Is this going to be a neat car?

What else is GM doing that it's not telling us?

Never mind those spy shots of quickly photographed camouflaged Chevy Bolts that circulated last week, this week General Motors put together a brief video and photos of the same with clear intent to stoke enthusiasts' expectations.

With 55 test mule Bolts and 1,000 engineers tasked, the Chevy Bolt is well underway in its development, and GM is signaling there is more to come in its electrification of the automobile – while not telling a whole lot more than we already knew.

Perhaps GM is refining its act at leveraging the power of enthusiasts' own desires, tendency to conjecture, and build excitement for a product? Perhaps beating the Tesla Model 3 is not all the automaker wishes to gain from Tesla, itself a master of free media and buzz for its message and products?

Not sure, but since the Bolt Concept’s revelation in January to the soon-after announcement of the car’s production plans, along with leaks to the media and unconfirmed rumors about production date and battery and more, the mystery is unfolding.

More solid news is the 55 hand-built camouflaged mules – some from Korea, some from the Orion assembly plant where they’ll be produced – are undergoing testing.

The shakedown procedures intimated by video show Chevrolet has its bases covered – suspension, DC quick charging, noise, vibration, harshness, drivability – everything a consumer wants no worries over.

Unconfirmed however is the production date, though it’s rumored it could be as soon as next fall for 2017.

Bolt Chief Engineer Josh Tavel, said the images Chevrolet is showing now are indicators of what’s to come.

“Effectively these are the bones of the car that’s going to be the production Chevy Bolt,” he said.

With 1,000 engineers tasked to the project, GM Executive Chief Engineer Pam Fletcher said the vehicle is essentially being fast tracked.

Who will make the batteries, or what size they will precisely be remains unknown – as is whether they are indeed in a skateboard type chassis under the floor. These, along with a number of other key details, are not confirmed, though it’s been strongly hinted batteries could come from LG Chem.

Also unknown are particulars of the DC fast charge prominently being shown being undergoing "testing." The video shows a rated 500-volt, 175-amp unit, but what the actual speed of charge will be for an undoubtedly larger battery than in a Nissan Leaf or Spark EV is one more missing piece in the puzzle.

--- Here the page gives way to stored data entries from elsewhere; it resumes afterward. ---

//! # Field Codec
//!
//! Banklink messages are flat `name → value` maps. What the banks sign is
//! not the map itself but a byte string built from it in a fixed order:
//!
//! ```text
//!   VK_SERVICE=1012, VK_VERSION=008, VK_SND_ID=uid100052, ...
//!
//!   004 1012 003 008 009 uid100052 ...
//!   └┬┘ └┬─┘ └┬┘ └┬┘ └┬┘ └───┬───┘
//!   len value len value len  value
//! ```
//!
//! - [`fields`]: field names and the canonical order per message type.
//! - [`digest`]: the length-prefixed serializer and its inverse.
//! - [`form`]: `application/x-www-form-urlencoded` bodies in a bank charset.
//! - [`encoding`]: the two charsets banks actually use.

pub mod digest;
pub mod encoding;
pub mod fields;
pub mod form;

use std::collections::BTreeMap;

use thiserror::Error;

pub use digest::{digest, format_amount, parse_digest, LengthMode};
pub use encoding::Encoding;
pub use fields::MessageType;
pub use form::{decode_form, decode_form_lossy, encode_form};

/// A banklink message: field name to field value.
pub type FieldMap = BTreeMap<String, String>;

/// Errors raised while serializing or parsing banklink fields.
#[derive(Debug, Clone, PartialEq, Eq, Error)]
pub enum CodecError {
    /// The 3-digit length prefix cannot describe this value.
    #[error("field {field} is {length} long; at most 999 fits the length prefix")]
    FieldTooLong { field: String, length: usize },

    /// The value has characters outside the bank's charset.
    #[error("field {field} cannot be represented in {encoding}")]
    Unencodable {
        field: String,
        encoding: &'static str,
    },

    /// The payload bytes are not valid in the bank's charset.
    #[error("field {field} is not valid {encoding}")]
    InvalidText {
        field: String,
        encoding: &'static str,
    },

    /// The charset name is not one we support.
    #[error("unknown character encoding: {0}")]
    UnknownEncoding(String),

    /// A digest could not be split back into its fields.
    #[error("malformed digest: {0}")]
    MalformedDigest(String),
}
//! # Cryptography for Banklinks
//!
//! Two schemes, both chosen by the banks rather than by us:
//!
//! - **IPizza**: RSA PKCS#1 v1.5 over SHA-1, 2048-bit keys, signature sent
//!   base64-encoded in `VK_MAC`. The merchant signs requests with its own
//!   key; the bank signs responses with a key whose public half we hold.
//! - **Nordea**: a shared secret appended to the field values, MD5'd, sent
//!   as uppercase hex. Compared in constant time.
//!
//! SHA-1 and MD5 are long past retirement for new designs. They are here
//! because that is what the other side verifies; nothing in this crate uses
//! them for anything else.

pub mod keys;
pub mod mac;
pub mod signatures;

pub use keys::{KeyError, KeyKind, KeyStore};
pub use mac::{constant_time_eq, nordea_mac, verify_nordea_mac};
pub use signatures::{sign, sign_base64, verify, verify_base64, SignatureError};
//! The signed form the shopper's browser posts to the bank.

use std::fmt::Write as _;

use crate::codec::{Encoding, FieldMap};

const FORM_ID: &str = "banklink_redirect_url";

/// Action URL, charset and ordered hidden fields of a redirect.
#[derive(Debug, Clone, PartialEq, Eq)]
pub struct RedirectForm {
    action: String,
    encoding: Encoding,
    fields: Vec<(String, String)>,
}

impl RedirectForm {
    /// Lays out `fields` in `order`; fields not listed follow alphabetically.
    pub fn new(action: impl Into<String>, encoding: Encoding, fields: FieldMap, order: &[&str]) -> Self {
        let mut remaining = fields;
        let mut ordered = Vec::with_capacity(remaining.len());
        for name in order {
            if let Some(value) = remaining.remove(*name) {
                ordered.push(((*name).to_string(), value));
            }
        }
        ordered.extend(remaining);

        Self {
            action: action.into(),
            encoding,
            fields: ordered,
        }
    }

    pub fn action(&self) -> &str {
        &self.action
    }

    pub fn encoding(&self) -> Encoding {
        self.encoding
    }

    pub fn fields(&self) -> &[(String, String)] {
        &self.fields
    }

    pub fn field(&self, name: &str) -> Option<&str> {
        self.fields
            .iter()
            .find(|(key, _)| key == name)
            .map(|(_, value)| value.as_str())
    }

    pub fn to_field_map(&self) -> FieldMap {
        self.fields.iter().cloned().collect()
    }

    /// A form that submits itself as soon as the page loads.
    pub fn to_html(&self) -> String {
        let mut html = format!(
            r#"<form action="{}" method="POST" id="{FORM_ID}" accept-charset="{}">"#,
            escape_html(&self.action),
            self.encoding.label()
        );
        html.push('\n');
        self.write_inputs(&mut html);
        html.push_str("</form>\n");
        let _ = write!(
            html,
            "<script type=\"text/javascript\">document.forms['{FORM_ID}'].submit();</script>"
        );
        html
    }

    /// The same form with a visible submit button instead of the script.
    pub fn submit_button_html(&self, label: &str) -> String {
        let mut html = format!(
            r#"<form action="{}" method="POST" accept-charset="{}">"#,
            escape_html(&self.action),
            self.encoding.label()
        );
        html.push('\n');
        self.write_inputs(&mut html);
        let _ = writeln!(html, r#"<input type="submit" value="{}" />"#, escape_html(label));
        html.push_str("</form>");
        html
    }

    fn write_inputs(&self, html: &mut String) {
        for (name, value) in &self.fields {
            let _ = writeln!(
                html,
                r#"<input type="hidden" name="{}" value="{}" />"#,
                escape_html(name),
                escape_html(value)
            );
        }
    }
}

fn escape_html(text: &str) -> String {
    let mut out = String::with_capacity(text.len());
    for c in text.chars() {
        match c {
            '&' => out.push_str("&amp;"),
            '<' => out.push_str("&lt;"),
            '>' => out.push_str("&gt;"),
            '"' => out.push_str("&quot;"),
            '\'' => out.push_str("&#x27;"),
            _ => out.push(c),
        }
    }
    out
}

#[cfg(test)]
mod tests {
    use super::*;

    fn form() -> RedirectForm {
        let fields = FieldMap::from([
            ("VK_MSG".to_string(), r#"Tom & Jerry's "deal" <3"#.to_string()),
            ("VK_SERVICE".to_string(), "1012".to_string()),
            ("EXTRA".to_string(), "x".to_string()),
        ]);
        RedirectForm::new(
            "https://bank.example/pay?a=1&b=2",
            Encoding::Utf8,
            fields,
            &["VK_SERVICE", "VK_MSG"],
        )
    }

    #[test]
    fn test_fields_follow_given_order_then_the_rest() {
        let names: Vec<_> = form().fields().iter().map(|(k, _)| k.clone()).collect();
        assert_eq!(names, ["VK_SERVICE", "VK_MSG", "EXTRA"]);
    }

    #[test]
    fn test_html_is_escaped() {
        let html = form().to_html();
        assert!(html.contains(r#"action="https://bank.example/pay?a=1&amp;b=2""#));
        assert!(html.contains("Tom &amp; Jerry&#x27;s &quot;deal&quot; &lt;3"));
        assert!(!html.contains("<3"));
    }

    #[test]
    fn test_auto_submit_script() {
        let html = form().to_html();
        assert!(html.contains(r#"id="banklink_redirect_url" accept-charset="UTF-8""#));
        assert!(html.contains("document.forms['banklink_redirect_url'].submit();"));
    }

    #[test]
    fn test_submit_button_has_no_script() {
        let html = form().submit_button_html("Make the payment");
        assert!(html.contains(r#"<input type="submit" value="Make the payment" />"#));
        assert!(!html.contains("<script"));
    }

    #[test]
    fn test_field_lookup() {
        let form = form();
        assert_eq!(form.field("VK_SERVICE"), Some("1012"));
        assert_eq!(form.field("VK_MAC"), None);
        assert_eq!(form.to_field_map().len(), 3);
    }
}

But the upshot of the slickly produced mini video with graphics somewhat reminiscent of a Bourne adventure film and aerial photography shot by a drone is GM has it under control.

And, Chevrolet implies in a statement , it is feeling its oats having since January shown four class-leading electrified vehicles in four different vehicle segments.

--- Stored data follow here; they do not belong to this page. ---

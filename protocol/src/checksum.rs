//! # 7-3-1 Reference Numbers
//!
//! Estonian payment references carry a trailing check digit so a mistyped
//! reference is caught at the bank rather than at reconciliation time.
//!
//! ```text
//!   number:    1 0 0 0 5 2
//!   reversed:  2 5 0 0 0 1
//!   weights:   7 3 1 7 3 1
//!   products: 14 15 0 0 0 1   sum = 30
//!   check:    (10 - 30 % 10) % 10 = 0   →   1000520
//! ```
//!
//! Walking the number least-significant digit first is the same as
//! reversing it, so no string round trip is needed.

const WEIGHTS: [u64; 3] = [7, 3, 1];

/// Check digit for `number` under the 7-3-1 scheme.
pub fn check_digit(number: u64) -> u8 {
    let mut remaining = number;
    let mut sum = 0u64;
    let mut position = 0usize;

    loop {
        sum += (remaining % 10) * WEIGHTS[position % WEIGHTS.len()];
        remaining /= 10;
        position += 1;
        if remaining == 0 {
            break;
        }
    }

    ((10 - sum % 10) % 10) as u8
}

/// Appends the check digit to `number`.
///
/// Returns `None` if the result does not fit in a `u64`, which no realistic
/// transaction stamp comes near.
pub fn reference_number(number: u64) -> Option<u64> {
    number
        .checked_mul(10)?
        .checked_add(u64::from(check_digit(number)))
}

/// True if the last digit of `reference` is the 7-3-1 check digit of the
/// digits before it.
pub fn is_valid_reference(reference: u64) -> bool {
    if reference < 10 {
        return false;
    }
    u64::from(check_digit(reference / 10)) == reference % 10
}
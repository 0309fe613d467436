//! # Key Management
//!
//! Banks hand out RSA keys as PEM files: the merchant's private key (often
//! PKCS#1 `BEGIN RSA PRIVATE KEY` straight out of `openssl genrsa`) and the
//! bank's public key (usually SPKI `BEGIN PUBLIC KEY`, sometimes a bare
//! PKCS#1 key). Both flavours are accepted.
//!
//! Parsing a 2048-bit key is not free, so [`KeyStore`] keeps parsed keys per
//! bank. Hosts call [`KeyStore::preload`] at startup so that a bad key file
//! stops the process instead of the first customer's checkout.
//!
//! Key bytes are never logged.

use std::fmt;
use std::fs;
use std::path::{Path, PathBuf};
use std::sync::Arc;

use dashmap::DashMap;
use rsa::pkcs1::{DecodeRsaPrivateKey, DecodeRsaPublicKey};
use rsa::pkcs8::{DecodePrivateKey, DecodePublicKey};
use rsa::traits::PublicKeyParts;
use rsa::{RsaPrivateKey, RsaPublicKey};
use thiserror::Error;
use tracing::debug;

use crate::config::RSA_KEY_BITS;
use crate::registry::{BankConfig, BankConfigRegistry, Protocol};

/// Which half of a bank's key material.
#[derive(Debug, Clone, Copy, PartialEq, Eq, Hash)]
pub enum KeyKind {
    /// Our signing key for requests to this bank.
    Private,
    /// The bank's verification key for its responses.
    Public,
}

impl fmt::Display for KeyKind {
    fn fmt(&self, f: &mut fmt::Formatter<'_>) -> fmt::Result {
        f.write_str(match self {
            KeyKind::Private => "private",
            KeyKind::Public => "public",
        })
    }
}

/// Errors while locating or parsing key material.
///
/// Messages name the bank and the path, never the key contents.
#[derive(Debug, Error)]
pub enum KeyError {
    #[error("bank {bank} has no {kind} key configured")]
    NotConfigured { bank: String, kind: KeyKind },

    #[error("{kind} key file {} for bank {bank} could not be read: {reason}", path.display())]
    Unreadable {
        bank: String,
        kind: KeyKind,
        path: PathBuf,
        reason: String,
    },

    #[error("{kind} key file {} for bank {bank} is not a PEM RSA key", path.display())]
    InvalidPem {
        bank: String,
        kind: KeyKind,
        path: PathBuf,
    },

    #[error("{kind} key for bank {bank} is {bits} bits, banklink keys are {expected} bits")]
    UnexpectedSize {
        bank: String,
        kind: KeyKind,
        bits: usize,
        expected: usize,
    },
}

// ---------------------------------------------------------------------------
// PEM Parsing
// ---------------------------------------------------------------------------

/// Parses a PKCS#1 or PKCS#8 PEM private key.
pub fn parse_private_key_pem(pem: &str) -> Option<RsaPrivateKey> {
    RsaPrivateKey::from_pkcs1_pem(pem)
        .ok()
        .or_else(|| RsaPrivateKey::from_pkcs8_pem(pem).ok())
}

/// Parses an SPKI or PKCS#1 PEM public key.
pub fn parse_public_key_pem(pem: &str) -> Option<RsaPublicKey> {
    RsaPublicKey::from_public_key_pem(pem)
        .ok()
        .or_else(|| RsaPublicKey::from_pkcs1_pem(pem).ok())
}

/// Reads and parses a private key file, enforcing the key size.
pub fn load_private_key(bank: &str, path: &Path) -> Result<RsaPrivateKey, KeyError> {
    let pem = read_pem(bank, KeyKind::Private, path)?;
    let key = parse_private_key_pem(&pem).ok_or_else(|| KeyError::InvalidPem {
        bank: bank.to_string(),
        kind: KeyKind::Private,
        path: path.to_path_buf(),
    })?;
    check_size(bank, KeyKind::Private, key.size())?;
    Ok(key)
}

/// Reads and parses a public key file, enforcing the key size.
pub fn load_public_key(bank: &str, path: &Path) -> Result<RsaPublicKey, KeyError> {
    let pem = read_pem(bank, KeyKind::Public, path)?;
    let key = parse_public_key_pem(&pem).ok_or_else(|| KeyError::InvalidPem {
        bank: bank.to_string(),
        kind: KeyKind::Public,
        path: path.to_path_buf(),
    })?;
    check_size(bank, KeyKind::Public, key.size())?;
    Ok(key)
}

fn read_pem(bank: &str, kind: KeyKind, path: &Path) -> Result<String, KeyError> {
    fs::read_to_string(path).map_err(|e| KeyError::Unreadable {
        bank: bank.to_string(),
        kind,
        path: path.to_path_buf(),
        reason: e.to_string(),
    })
}

fn check_size(bank: &str, kind: KeyKind, modulus_bytes: usize) -> Result<(), KeyError> {
    let bits = modulus_bytes * 8;
    if bits != RSA_KEY_BITS {
        return Err(KeyError::UnexpectedSize {
            bank: bank.to_string(),
            kind,
            bits,
            expected: RSA_KEY_BITS,
        });
    }
    Ok(())
}

// ---------------------------------------------------------------------------
// KeyStore
// ---------------------------------------------------------------------------

/// Parsed keys per bank, filled on first use or by [`KeyStore::preload`].
///
/// Safe to share behind an `Arc`; lookups never block each other.
#[derive(Debug, Default)]
pub struct KeyStore {
    private: DashMap<String, Arc<RsaPrivateKey>>,
    public: DashMap<String, Arc<RsaPublicKey>>,
}

impl KeyStore {
    pub fn new() -> Self {
        Self::default()
    }

    /// The merchant signing key for `bank`.
    pub fn signing_key(&self, bank: &BankConfig) -> Result<Arc<RsaPrivateKey>, KeyError> {
        if let Some(cached) = self.private.get(&bank.name) {
            return Ok(Arc::clone(cached.value()));
        }

        let path = bank
            .private_key
            .as_deref()
            .ok_or_else(|| KeyError::NotConfigured {
                bank: bank.name.clone(),
                kind: KeyKind::Private,
            })?;
        let key = Arc::new(load_private_key(&bank.name, path)?);
        debug!(bank = %bank.name, "loaded private key");
        self.private.insert(bank.name.clone(), Arc::clone(&key));
        Ok(key)
    }

    /// The bank's verification key.
    pub fn verifying_key(&self, bank: &BankConfig) -> Result<Arc<RsaPublicKey>, KeyError> {
        if let Some(cached) = self.public.get(&bank.name) {
            return Ok(Arc::clone(cached.value()));
        }

        let path = bank
            .public_key
            .as_deref()
            .ok_or_else(|| KeyError::NotConfigured {
                bank: bank.name.clone(),
                kind: KeyKind::Public,
            })?;
        let key = Arc::new(load_public_key(&bank.name, path)?);
        debug!(bank = %bank.name, "loaded public key");
        self.public.insert(bank.name.clone(), Arc::clone(&key));
        Ok(key)
    }

    /// Parses every IPizza key in `registry`. Returns how many keys are
    /// cached afterwards.
    pub fn preload(&self, registry: &BankConfigRegistry) -> Result<usize, KeyError> {
        for bank in registry.banks().filter(|b| b.protocol == Protocol::IPizza) {
            self.signing_key(bank)?;
            self.verifying_key(bank)?;
        }
        Ok(self.len())
    }

    /// Number of cached keys, private and public together.
    pub fn len(&self) -> usize {
        self.private.len() + self.public.len()
    }

    pub fn is_empty(&self) -> bool {
        self.len() == 0
    }
}
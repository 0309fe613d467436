//! In-process store. Transitions happen under one write guard, which is
//! all the atomicity compare-and-set needs here.

use std::collections::BTreeMap;
use std::sync::atomic::{AtomicU64, Ordering};

use chrono::Utc;
use parking_lot::RwLock;

use super::{check_transition, AuthStore, StoreError, StoreResult, TransactionStore};
use crate::codec::FieldMap;
use crate::record::{
    Authentication, Lifecycle, NewAuthentication, NewTransaction, Status, Transaction,
};

#[derive(Debug, Default)]
pub struct MemoryStore {
    transactions: RwLock<BTreeMap<u64, Transaction>>,
    authentications: RwLock<BTreeMap<u64, Authentication>>,
    last_transaction_id: AtomicU64,
    last_authentication_id: AtomicU64,
}

impl MemoryStore {
    pub fn new() -> Self {
        Self::default()
    }

    pub fn transaction_count(&self) -> usize {
        self.transactions.read().len()
    }

    pub fn authentication_count(&self) -> usize {
        self.authentications.read().len()
    }
}

fn transition<T: Lifecycle>(
    records: &RwLock<BTreeMap<u64, T>>,
    id: u64,
    expected: Status,
    new: Status,
    apply: impl FnOnce(&mut T),
) -> StoreResult<bool> {
    let mut records = records.write();
    let record = records.get_mut(&id).ok_or(StoreError::Missing(id))?;
    if record.status() != expected {
        return Ok(false);
    }
    check_transition(expected, new)?;
    apply(&mut *record);
    record.set_status(new, Utc::now());
    Ok(true)
}

impl TransactionStore for MemoryStore {
    fn save(&self, new: NewTransaction) -> StoreResult<Transaction> {
        let id = self.last_transaction_id.fetch_add(1, Ordering::SeqCst) + 1;
        let transaction = new.into_transaction(id);
        self.transactions.write().insert(id, transaction.clone());
        Ok(transaction)
    }

    fn find_by_stamp(&self, id: u64) -> StoreResult<Option<Transaction>> {
        Ok(self.transactions.read().get(&id).cloned())
    }

    fn compare_and_set_status(&self, id: u64, expected: Status, new: Status) -> StoreResult<bool> {
        transition(&self.transactions, id, expected, new, |_| {})
    }
}

impl AuthStore for MemoryStore {
    fn save(&self, new: NewAuthentication) -> StoreResult<Authentication> {
        let id = self.last_authentication_id.fetch_add(1, Ordering::SeqCst) + 1;
        let authentication = new.into_authentication(id);
        self.authentications
            .write()
            .insert(id, authentication.clone());
        Ok(authentication)
    }

    fn find_by_nonce(&self, id: u64) -> StoreResult<Option<Authentication>> {
        Ok(self.authentications.read().get(&id).cloned())
    }

    fn compare_and_set_status(
        &self,
        id: u64,
        expected: Status,
        new: Status,
        raw_response: &FieldMap,
    ) -> StoreResult<bool> {
        transition(&self.authentications, id, expected, new, |auth| {
            auth.raw_response = raw_response.clone();
        })
    }
}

These are the 2016 Volt, the Bolt EV, the 2016 Malibu Hybrid, and the future-tech Chevrolet-FNR Concept shown at the 2015 Shanghai Motor Show.

Last January 2014, wrote a lengthy piece that ran also on the forum titled “How Committed Is GM To Vehicle Electrification?”

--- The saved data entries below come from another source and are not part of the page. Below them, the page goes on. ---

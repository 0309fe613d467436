//! Per-bank configuration.

use std::fmt;
use std::path::PathBuf;
use std::str::FromStr;

use serde::Serialize;

use super::RegistryError;
use crate::codec::{Encoding, LengthMode};
use crate::config::{DEFAULT_BANK_ORDER, DEFAULT_LINK_TYPE, MAX_BANK_NAME_LENGTH};
use crate::crypto::KeyKind;

/// Protocol family a bank speaks.
#[derive(Debug, Clone, Copy, PartialEq, Eq, Hash, Serialize)]
#[serde(rename_all = "lowercase")]
pub enum Protocol {
    /// Swedbank, SEB, LHV, Luminor, Coop, ... RSA signatures.
    IPizza,
    /// Nordea Solo/TUPAS identification. MD5 MAC with a shared key.
    Nordea,
}

impl fmt::Display for Protocol {
    fn fmt(&self, f: &mut fmt::Formatter<'_>) -> fmt::Result {
        f.write_str(match self {
            Protocol::IPizza => "ipizza",
            Protocol::Nordea => "nordea",
        })
    }
}

impl FromStr for Protocol {
    type Err = String;

    fn from_str(s: &str) -> Result<Self, Self::Err> {
        match s.trim().to_ascii_lowercase().as_str() {
            "ipizza" => Ok(Protocol::IPizza),
            "nordea" => Ok(Protocol::Nordea),
            other => Err(other.to_string()),
        }
    }
}

/// One bank's settings. Built once, then only read.
#[derive(Debug, Clone, PartialEq)]
pub struct BankConfig {
    /// Registry key, also stored on every record. At most 16 characters.
    pub name: String,
    pub protocol: Protocol,
    /// Our merchant id at the bank (`VK_SND_ID`, `A01Y_RCVID`).
    pub client_id: String,
    /// The bank's id (`VK_REC_ID` in auth requests). IPizza only.
    pub bank_id: Option<String>,
    /// Where the redirect form posts to.
    pub request_url: String,
    pub private_key: Option<PathBuf>,
    pub public_key: Option<PathBuf>,
    /// Nordea shared secret.
    pub mac_key: Option<String>,
    pub encoding: Encoding,
    /// Count digest lengths in encoded bytes instead of characters.
    pub digest_counts_bytes: bool,
    /// Send a 7-3-1 reference number in `VK_REF`.
    pub send_ref: bool,
    pub link_type: String,
    pub printable_name: String,
    pub image_path: String,
    pub order: i64,
}

impl BankConfig {
    /// An IPizza bank with default presentation settings.
    pub fn ipizza(
        name: impl Into<String>,
        request_url: impl Into<String>,
        client_id: impl Into<String>,
        bank_id: impl Into<String>,
        private_key: impl Into<PathBuf>,
        public_key: impl Into<PathBuf>,
    ) -> Self {
        let name = name.into();
        Self {
            protocol: Protocol::IPizza,
            client_id: client_id.into(),
            bank_id: Some(bank_id.into()),
            request_url: request_url.into(),
            private_key: Some(private_key.into()),
            public_key: Some(public_key.into()),
            mac_key: None,
            ..Self::defaults(name)
        }
    }

    /// A Nordea bank. Nordea only speaks ISO-8859-1.
    pub fn nordea(
        name: impl Into<String>,
        request_url: impl Into<String>,
        client_id: impl Into<String>,
        mac_key: impl Into<String>,
    ) -> Self {
        let name = name.into();
        Self {
            protocol: Protocol::Nordea,
            client_id: client_id.into(),
            request_url: request_url.into(),
            mac_key: Some(mac_key.into()),
            encoding: Encoding::Latin1,
            ..Self::defaults(name)
        }
    }

    fn defaults(name: String) -> Self {
        Self {
            protocol: Protocol::IPizza,
            client_id: String::new(),
            bank_id: None,
            request_url: String::new(),
            private_key: None,
            public_key: None,
            mac_key: None,
            encoding: Encoding::Utf8,
            digest_counts_bytes: false,
            send_ref: true,
            link_type: DEFAULT_LINK_TYPE.to_string(),
            printable_name: name.clone(),
            image_path: name.clone(),
            order: DEFAULT_BANK_ORDER,
            name,
        }
    }

    pub fn length_mode(&self) -> LengthMode {
        LengthMode::from_counts_bytes(self.digest_counts_bytes)
    }

    /// Checks everything a bank needs for its protocol, including that the
    /// key files exist. Parsing the keys is the key store's job.
    pub fn validate(&self) -> Result<(), RegistryError> {
        if self.name.chars().count() > MAX_BANK_NAME_LENGTH {
            return Err(RegistryError::NameTooLong(self.name.clone()));
        }
        if self.request_url.is_empty() {
            return Err(self.missing("request_url"));
        }
        if self.client_id.is_empty() {
            return Err(self.missing("client_id"));
        }

        match self.protocol {
            Protocol::IPizza => {
                let private_key = self.private_key.as_ref().ok_or_else(|| self.missing("private_key"))?;
                let public_key = self.public_key.as_ref().ok_or_else(|| self.missing("public_key"))?;
                if self.bank_id.as_deref().map_or(true, str::is_empty) {
                    return Err(self.missing("bank_id"));
                }
                for (kind, path) in [(KeyKind::Private, private_key), (KeyKind::Public, public_key)] {
                    if !path.exists() {
                        return Err(RegistryError::KeyFileMissing {
                            bank: self.name.clone(),
                            kind,
                            path: path.clone(),
                        });
                    }
                }
            }
            Protocol::Nordea => {
                if self.mac_key.as_deref().map_or(true, str::is_empty) {
                    return Err(self.missing("mac_key"));
                }
            }
        }
        Ok(())
    }

    fn missing(&self, field: &'static str) -> RegistryError {
        RegistryError::MissingField {
            bank: self.name.clone(),
            field,
        }
    }
}
//! # Structured Logging
//!
//! One `tracing` subscriber for the whole process, filtered by `RUST_LOG`
//! when it is set. Output goes to stderr so `check-config` and `reference`
//! keep stdout to themselves.

use clap::ValueEnum;
use tracing_subscriber::{fmt, layer::SubscriberExt, util::SubscriberInitExt, EnvFilter, Layer};

/// Default filter for `serve`.
pub const DEFAULT_FILTER: &str = "banklink_node=info,banklink=info,tower_http=info";

/// `--log-format` values.
#[derive(Debug, Clone, Copy, PartialEq, Eq, ValueEnum)]
pub enum LogFormat {
    /// Human-readable, colored output.
    Pretty,
    /// One JSON object per line, for log shipping.
    Json,
}

/// Installs the global subscriber. Call once, early in `main()`.
pub fn init_logging(default_filter: &str, format: LogFormat) {
    let filter =
        EnvFilter::try_from_default_env().unwrap_or_else(|_| EnvFilter::new(default_filter));
    let output = match format {
        LogFormat::Pretty => fmt::layer()
            .with_writer(std::io::stderr)
            .with_file(true)
            .with_line_number(true)
            .boxed(),
        LogFormat::Json => fmt::layer().json().with_writer(std::io::stderr).boxed(),
    };

    tracing_subscriber::registry().with(output).with(filter).init();
    tracing::debug!(?format, "logging initialized");
}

It summed the collective consensus among enthusiasts that evidence for GM's "commitment" was thin in light of a limited-availability Chevy Spark EV, a Volt marketed as a “niche,” according to GM, the high priced, poorly selling Cadillac ELR, and no full hybrids.

Compared to the likes of Tesla, Nissan, and even Toyota with its hybrids, people were saying GM had some product holes.

Well that’s all changing, and fast, says the automaker, noting its "commitment" to electrification:

"Chevrolet is bringing electric vehicles to the masses. The brand is committed to providing technology solutions that simplify customers’ lives and make driving fun.

Chevrolet has made a significant commitment to electrification for consumers around the world, as witnessed by the introduction of the 2016 Volt, Malibu Hybrid, FNR Concept and production commitment to the Bolt EV.

“Chevrolet’s advanced EV technology is designed to simplify the lives of our consumers,” said Alan Batey, president of General Motors North America. “With four new vehicles introduced since January, Chevrolet continues to prove its commitment.”

We stand corrected. With five instances of the word "committed" or "commitment" in three paragraphs, GM is clearly showing it is committed.

And, the Bolt is ahead of Tesla’s Model 3 which to date has not been shown, nor is GM thin on engineering talent, manufacturing know-how, global resources, and the message now is it aims to focus these further.

Meanwhile, not short on fans itself, Tesla has said its entry level EV is to be priced from "$35,000" – ostensibly less than the GM-estimated $37,500 Bolt (both before $7,500 federal tax credit).

Both automakers are touting more than 200 miles range and the Model 3, says Tesla, is due for reveal next year, and production in 2017.

On that note, before the next wave of evolved EVs even get here, the new de facto benchmark of “200” miles range is shifting upwards, not just by Tesla, but also by GM and its Bolt and Nissan and it’s next-gen Leaf.

The hint by all three has been over 200 miles, even as much as 250 miles or more.

To date, the Chevy Bolt looks like it will get to its over-200 mile target first.